After 10 months of heavy campaigning, the Election Day had arrived. My wife and I woke up early. There was a long line at 6:00am already. I took some photos. According to instruction, I was on standby all day to find out if I needed to drive any voter to the voting precincts. As it was getting dark in the evening, an old car pulled in front of our house. An old white woman slowly walked toward our house and knocked on the door. When I opened the door she asked me if I had already voted. She was just checking to make sure. I had tears in my eyes just to think so human beings at their best during the entire long campaign.

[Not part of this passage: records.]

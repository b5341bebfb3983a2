use rocket::fairing::{Fairing, Info, Kind};
use rocket::{Data, Request, Response};
use std::time::Instant;

/// Fairing logging one line per HTTP request with timing.
pub struct RequestLogger;

#[rocket::async_trait]
impl Fairing for RequestLogger {
    fn info(&self) -> Info {
        Info {
            name: "Request Logger",
            kind: Kind::Request | Kind::Response,
        }
    }

    async fn on_request(&self, request: &mut Request<'_>, _: &mut Data<'_>) {
        request.local_cache(|| Instant::now());
    }

    async fn on_response<'r>(&self, request: &'r Request<'_>, response: &mut Response<'r>) {
        let start_time = request.local_cache(|| Instant::now());
        let duration = start_time.elapsed();

        log::info!(
            "{} {} -> {} ({:.2}ms)",
            request.method(),
            request.uri(),
            response.status().code,
            duration.as_secs_f64() * 1000.0
        );
    }
}
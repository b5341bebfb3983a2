use chrono::Duration;

use crate::auth::{AuthError, AuthResult};

/// Authentication configuration loaded from environment variables.
#[derive(Debug, Clone)]
pub struct AuthConfig {
    /// HS256 signing secret shared by all server instances.
    pub jwt_secret: String,
    /// Access token lifetime in seconds.
    pub access_token_ttl_secs: i64,
    /// Refresh token lifetime in days.
    pub refresh_token_ttl_days: i64,
    /// Salt context separating action tokens from auth tokens.
    pub action_token_salt: String,
    /// Maximum accepted age of verification / reset links, in seconds.
    pub action_token_max_age_secs: i64,
    /// Connection URL of the Redis instance backing the jti blocklist.
    pub redis_url: String,
    /// Lifetime of blocklist entries; must cover the access token lifetime.
    pub blocklist_ttl_secs: u64,
    /// Base URL used when building links embedded in outbound emails.
    pub public_base_url: String,
}

impl AuthConfig {
    pub fn from_env() -> AuthResult<Self> {
        let jwt_secret = std::env::var("BOOKSHELF_JWT_SECRET")
            .map_err(|_| AuthError::Config("BOOKSHELF_JWT_SECRET is required".into()))?;
        let access_token_ttl_secs = std::env::var("BOOKSHELF_ACCESS_TOKEN_TTL_SECS")
            .ok()
            .and_then(|v| v.parse::<i64>().ok())
            .unwrap_or(3600);
        let refresh_token_ttl_days = std::env::var("BOOKSHELF_REFRESH_TOKEN_TTL_DAYS")
            .ok()
            .and_then(|v| v.parse::<i64>().ok())
            .unwrap_or(2);
        let action_token_salt = std::env::var("BOOKSHELF_ACTION_TOKEN_SALT")
            .unwrap_or_else(|_| "email-actions".into());
        let action_token_max_age_secs = std::env::var("BOOKSHELF_ACTION_TOKEN_MAX_AGE_SECS")
            .ok()
            .and_then(|v| v.parse::<i64>().ok())
            .unwrap_or(24 * 60 * 60);
        let redis_url = std::env::var("BOOKSHELF_REDIS_URL")
            .unwrap_or_else(|_| "redis://127.0.0.1:6379".into());
        let blocklist_ttl_secs = std::env::var("BOOKSHELF_BLOCKLIST_TTL_SECS")
            .ok()
            .and_then(|v| v.parse::<u64>().ok())
            .unwrap_or(3600);
        let public_base_url = std::env::var("BOOKSHELF_PUBLIC_BASE_URL")
            .unwrap_or_else(|_| "http://localhost:8000".into());

        let config = Self {
            jwt_secret,
            access_token_ttl_secs,
            refresh_token_ttl_days,
            action_token_salt,
            action_token_max_age_secs,
            redis_url,
            blocklist_ttl_secs,
            public_base_url,
        };

        // A blocklist entry evicted before the token it shadows expires would
        // let a logged-out token back in.
        if (config.blocklist_ttl_secs as i64) < config.access_token_ttl_secs {
            return Err(AuthError::Config(
                "BOOKSHELF_BLOCKLIST_TTL_SECS must be >= BOOKSHELF_ACCESS_TOKEN_TTL_SECS".into(),
            ));
        }

        Ok(config)
    }

    pub fn access_token_ttl(&self) -> Duration {
        Duration::seconds(self.access_token_ttl_secs)
    }

    pub fn refresh_token_ttl(&self) -> Duration {
        Duration::days(self.refresh_token_ttl_days)
    }

    pub fn action_token_max_age(&self) -> Duration {
        Duration::seconds(self.action_token_max_age_secs)
    }
}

That evening on November 4, 2008 my wife was sitting in bed and I was about to go to the bathroom when TV announcers said that Barack Obama had just passed 270 electoral votes. He would be the 44th President and the first ever African American or black President of the United States. The camera panned to the large crowd that had gathered in Chicago in Barack Obama’s home town. It showed Jesse Jackson, Oprah Winfrey, and many others in the crowd in tears; they never thought that a black man would ever be President of the United States in their lifetime. The election results were that 69,498,516 or 52.9% of the American voters had voted for Barack Obama and 59,948,323 or 45.7% had voted for his Republican Party opponent John McCain. It was one of the most gratifying, exciting, and memorable events I have ever been involved with in my life. There were so many great memories of the goodness of the American everyday citizen and how we can pull our hearts together to achieve something that no one ever thought could be possible. That was a message from a great nation that I would never have known I would be part of those days in Northern Rhodesia (Zambia) when I was 8 years old in 1962.
- Obama, Barack., Dreams from My Father: A Story of Race and Inheritance, New York: Three Rivers Press, 1995, 2004.
- Obama, Barack., The Audacity of Hope: Thoughts on Reclaiming the American Dream, New York: Three Rivers Press, 2006.
- Tembo, Mwizenge S., Satisfying Zambian Hunger for Culture: Social Change in the Global World, Xlibris Corporation: 2012.